++++ Data listing

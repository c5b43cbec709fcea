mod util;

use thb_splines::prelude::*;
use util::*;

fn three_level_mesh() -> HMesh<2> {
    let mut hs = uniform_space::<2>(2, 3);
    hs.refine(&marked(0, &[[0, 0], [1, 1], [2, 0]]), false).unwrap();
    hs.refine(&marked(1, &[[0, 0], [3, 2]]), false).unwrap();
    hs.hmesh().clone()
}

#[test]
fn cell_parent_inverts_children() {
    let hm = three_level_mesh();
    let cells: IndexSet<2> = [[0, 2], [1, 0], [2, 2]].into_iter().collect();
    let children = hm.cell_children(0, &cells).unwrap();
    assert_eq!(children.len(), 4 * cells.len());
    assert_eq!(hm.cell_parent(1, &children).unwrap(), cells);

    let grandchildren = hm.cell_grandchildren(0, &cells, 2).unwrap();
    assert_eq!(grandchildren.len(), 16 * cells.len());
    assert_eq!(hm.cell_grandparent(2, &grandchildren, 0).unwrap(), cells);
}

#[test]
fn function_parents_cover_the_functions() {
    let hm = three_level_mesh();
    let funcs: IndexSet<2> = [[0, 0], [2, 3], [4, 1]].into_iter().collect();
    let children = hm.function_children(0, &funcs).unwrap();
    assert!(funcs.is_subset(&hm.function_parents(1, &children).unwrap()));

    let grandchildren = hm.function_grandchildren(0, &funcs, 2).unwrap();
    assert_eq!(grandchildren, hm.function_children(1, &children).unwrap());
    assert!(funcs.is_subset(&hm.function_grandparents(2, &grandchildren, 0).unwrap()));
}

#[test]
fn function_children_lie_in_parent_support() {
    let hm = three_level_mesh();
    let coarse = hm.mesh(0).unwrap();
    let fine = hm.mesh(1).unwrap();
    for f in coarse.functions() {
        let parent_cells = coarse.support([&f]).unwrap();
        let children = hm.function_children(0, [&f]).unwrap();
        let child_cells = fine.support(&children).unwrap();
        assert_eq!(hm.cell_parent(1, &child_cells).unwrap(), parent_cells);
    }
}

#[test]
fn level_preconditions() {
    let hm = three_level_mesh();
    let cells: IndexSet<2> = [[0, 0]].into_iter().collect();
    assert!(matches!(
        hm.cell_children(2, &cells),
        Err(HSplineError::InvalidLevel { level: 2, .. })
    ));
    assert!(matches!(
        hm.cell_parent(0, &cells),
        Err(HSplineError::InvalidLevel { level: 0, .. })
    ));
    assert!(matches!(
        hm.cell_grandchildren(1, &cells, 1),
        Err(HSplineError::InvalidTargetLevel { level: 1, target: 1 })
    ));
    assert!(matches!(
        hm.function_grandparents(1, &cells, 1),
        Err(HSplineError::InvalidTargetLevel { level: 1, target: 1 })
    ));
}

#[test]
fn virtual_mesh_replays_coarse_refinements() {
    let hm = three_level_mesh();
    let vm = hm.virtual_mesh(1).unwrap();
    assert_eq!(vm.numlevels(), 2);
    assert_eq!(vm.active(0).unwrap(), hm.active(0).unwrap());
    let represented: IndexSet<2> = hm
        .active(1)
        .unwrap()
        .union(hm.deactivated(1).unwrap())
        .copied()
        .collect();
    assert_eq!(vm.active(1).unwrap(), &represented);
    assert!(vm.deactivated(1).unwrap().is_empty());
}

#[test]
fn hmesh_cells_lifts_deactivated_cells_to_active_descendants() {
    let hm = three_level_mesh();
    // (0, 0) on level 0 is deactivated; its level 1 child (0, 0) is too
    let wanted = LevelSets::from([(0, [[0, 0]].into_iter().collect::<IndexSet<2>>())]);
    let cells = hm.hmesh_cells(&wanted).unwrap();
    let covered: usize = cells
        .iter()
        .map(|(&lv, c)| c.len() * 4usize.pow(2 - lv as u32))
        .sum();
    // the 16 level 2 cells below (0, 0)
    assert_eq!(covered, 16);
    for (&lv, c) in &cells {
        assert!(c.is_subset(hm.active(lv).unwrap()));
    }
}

++++++++
++++ Data listing

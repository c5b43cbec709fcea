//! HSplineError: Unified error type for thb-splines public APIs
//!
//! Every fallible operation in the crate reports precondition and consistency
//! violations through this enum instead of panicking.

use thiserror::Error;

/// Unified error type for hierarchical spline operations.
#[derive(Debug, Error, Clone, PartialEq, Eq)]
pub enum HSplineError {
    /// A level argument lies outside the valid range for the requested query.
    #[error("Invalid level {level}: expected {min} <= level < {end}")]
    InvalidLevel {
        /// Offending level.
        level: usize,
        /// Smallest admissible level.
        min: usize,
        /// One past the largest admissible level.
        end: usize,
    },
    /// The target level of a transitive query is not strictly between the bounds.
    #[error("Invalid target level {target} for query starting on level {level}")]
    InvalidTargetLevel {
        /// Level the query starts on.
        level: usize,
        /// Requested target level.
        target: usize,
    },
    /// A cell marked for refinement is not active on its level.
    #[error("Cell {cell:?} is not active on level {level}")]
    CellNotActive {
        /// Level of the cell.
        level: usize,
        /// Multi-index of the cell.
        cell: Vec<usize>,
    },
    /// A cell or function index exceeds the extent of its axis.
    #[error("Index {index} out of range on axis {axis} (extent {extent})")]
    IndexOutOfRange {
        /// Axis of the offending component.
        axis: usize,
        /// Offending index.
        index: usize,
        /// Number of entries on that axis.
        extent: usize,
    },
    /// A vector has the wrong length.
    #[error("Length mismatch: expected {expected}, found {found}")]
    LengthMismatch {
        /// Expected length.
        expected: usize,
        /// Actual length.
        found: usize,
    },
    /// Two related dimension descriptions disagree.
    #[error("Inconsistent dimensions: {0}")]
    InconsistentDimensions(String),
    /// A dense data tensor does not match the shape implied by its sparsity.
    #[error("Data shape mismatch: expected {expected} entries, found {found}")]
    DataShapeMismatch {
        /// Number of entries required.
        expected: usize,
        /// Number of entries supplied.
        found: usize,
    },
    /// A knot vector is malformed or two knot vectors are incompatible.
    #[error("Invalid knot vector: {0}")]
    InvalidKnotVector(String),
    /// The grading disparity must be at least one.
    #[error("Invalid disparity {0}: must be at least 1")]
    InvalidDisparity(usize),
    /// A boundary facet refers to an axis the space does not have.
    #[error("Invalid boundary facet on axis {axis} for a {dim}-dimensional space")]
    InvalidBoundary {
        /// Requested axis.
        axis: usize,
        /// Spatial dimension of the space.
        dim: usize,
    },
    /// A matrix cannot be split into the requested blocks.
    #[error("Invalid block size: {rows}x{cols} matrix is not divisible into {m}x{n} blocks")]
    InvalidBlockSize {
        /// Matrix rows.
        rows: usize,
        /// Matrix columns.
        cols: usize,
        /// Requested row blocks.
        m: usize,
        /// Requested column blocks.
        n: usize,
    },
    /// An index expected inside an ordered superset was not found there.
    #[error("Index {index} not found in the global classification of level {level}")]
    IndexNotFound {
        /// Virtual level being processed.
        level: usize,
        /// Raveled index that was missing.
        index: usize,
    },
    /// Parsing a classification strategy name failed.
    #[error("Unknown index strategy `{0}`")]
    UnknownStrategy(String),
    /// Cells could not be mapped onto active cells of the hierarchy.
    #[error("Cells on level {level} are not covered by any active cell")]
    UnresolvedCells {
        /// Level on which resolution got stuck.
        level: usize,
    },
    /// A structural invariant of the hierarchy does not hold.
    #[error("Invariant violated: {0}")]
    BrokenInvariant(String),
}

++++++++
++++ Data listing

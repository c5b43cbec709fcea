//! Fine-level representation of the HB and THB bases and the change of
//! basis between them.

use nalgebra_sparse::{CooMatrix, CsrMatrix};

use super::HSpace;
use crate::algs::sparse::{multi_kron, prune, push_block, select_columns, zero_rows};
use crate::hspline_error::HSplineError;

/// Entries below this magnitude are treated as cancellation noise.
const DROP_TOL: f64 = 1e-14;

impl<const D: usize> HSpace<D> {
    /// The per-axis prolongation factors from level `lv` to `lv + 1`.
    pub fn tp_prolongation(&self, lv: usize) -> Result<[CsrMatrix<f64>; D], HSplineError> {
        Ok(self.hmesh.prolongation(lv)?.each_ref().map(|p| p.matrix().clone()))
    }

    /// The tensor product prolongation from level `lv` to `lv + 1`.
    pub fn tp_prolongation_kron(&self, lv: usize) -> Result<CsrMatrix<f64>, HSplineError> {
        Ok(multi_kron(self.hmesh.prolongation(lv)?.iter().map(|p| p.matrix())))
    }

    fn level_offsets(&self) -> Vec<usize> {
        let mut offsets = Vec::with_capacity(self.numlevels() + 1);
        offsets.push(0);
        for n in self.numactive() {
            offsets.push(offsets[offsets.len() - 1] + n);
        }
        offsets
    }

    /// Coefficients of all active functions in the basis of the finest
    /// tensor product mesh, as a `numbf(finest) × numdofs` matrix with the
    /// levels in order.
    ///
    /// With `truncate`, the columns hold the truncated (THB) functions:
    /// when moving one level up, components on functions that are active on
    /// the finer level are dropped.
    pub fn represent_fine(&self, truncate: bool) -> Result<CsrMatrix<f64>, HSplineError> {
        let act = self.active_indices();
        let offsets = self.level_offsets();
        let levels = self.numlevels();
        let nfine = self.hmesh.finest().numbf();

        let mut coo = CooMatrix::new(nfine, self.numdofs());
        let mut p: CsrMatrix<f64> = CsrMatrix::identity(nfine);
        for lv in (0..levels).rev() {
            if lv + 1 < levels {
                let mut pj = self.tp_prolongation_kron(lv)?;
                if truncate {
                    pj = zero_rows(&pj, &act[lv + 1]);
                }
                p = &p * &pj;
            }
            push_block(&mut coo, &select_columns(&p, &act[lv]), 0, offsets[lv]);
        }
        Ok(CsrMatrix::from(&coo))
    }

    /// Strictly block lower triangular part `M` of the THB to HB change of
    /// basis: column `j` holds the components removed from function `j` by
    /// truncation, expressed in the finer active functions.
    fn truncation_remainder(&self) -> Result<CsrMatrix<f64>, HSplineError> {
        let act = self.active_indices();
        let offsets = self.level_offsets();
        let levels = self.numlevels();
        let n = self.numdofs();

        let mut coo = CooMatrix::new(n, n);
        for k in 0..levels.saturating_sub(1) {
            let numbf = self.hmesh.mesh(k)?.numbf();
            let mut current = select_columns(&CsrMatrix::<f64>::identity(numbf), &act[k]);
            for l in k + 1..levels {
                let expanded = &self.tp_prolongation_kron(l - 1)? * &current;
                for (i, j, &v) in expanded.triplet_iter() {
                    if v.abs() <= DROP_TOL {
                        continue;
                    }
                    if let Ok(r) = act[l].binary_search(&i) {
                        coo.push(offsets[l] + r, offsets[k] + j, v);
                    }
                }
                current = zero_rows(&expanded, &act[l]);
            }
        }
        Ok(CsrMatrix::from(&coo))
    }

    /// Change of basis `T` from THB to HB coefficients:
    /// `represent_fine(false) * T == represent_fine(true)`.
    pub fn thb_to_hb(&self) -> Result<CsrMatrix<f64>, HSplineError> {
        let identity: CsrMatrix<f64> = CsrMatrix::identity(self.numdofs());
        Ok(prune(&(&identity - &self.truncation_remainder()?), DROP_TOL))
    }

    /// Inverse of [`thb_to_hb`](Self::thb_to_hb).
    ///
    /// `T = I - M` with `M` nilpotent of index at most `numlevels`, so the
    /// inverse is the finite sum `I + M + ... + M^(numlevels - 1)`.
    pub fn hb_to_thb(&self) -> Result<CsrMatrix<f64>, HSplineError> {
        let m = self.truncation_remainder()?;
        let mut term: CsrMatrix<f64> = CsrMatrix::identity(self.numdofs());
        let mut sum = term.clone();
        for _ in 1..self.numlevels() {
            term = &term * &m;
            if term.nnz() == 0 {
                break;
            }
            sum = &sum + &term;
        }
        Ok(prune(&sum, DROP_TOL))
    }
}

++++++++

**Exercise**. Filter the records above for "that" and copy every matching line.

**Solved problem**.
        /// Number of entries on that axis.
        /// Raveled index that was missing.
    /// when moving one level up, components on functions that are active on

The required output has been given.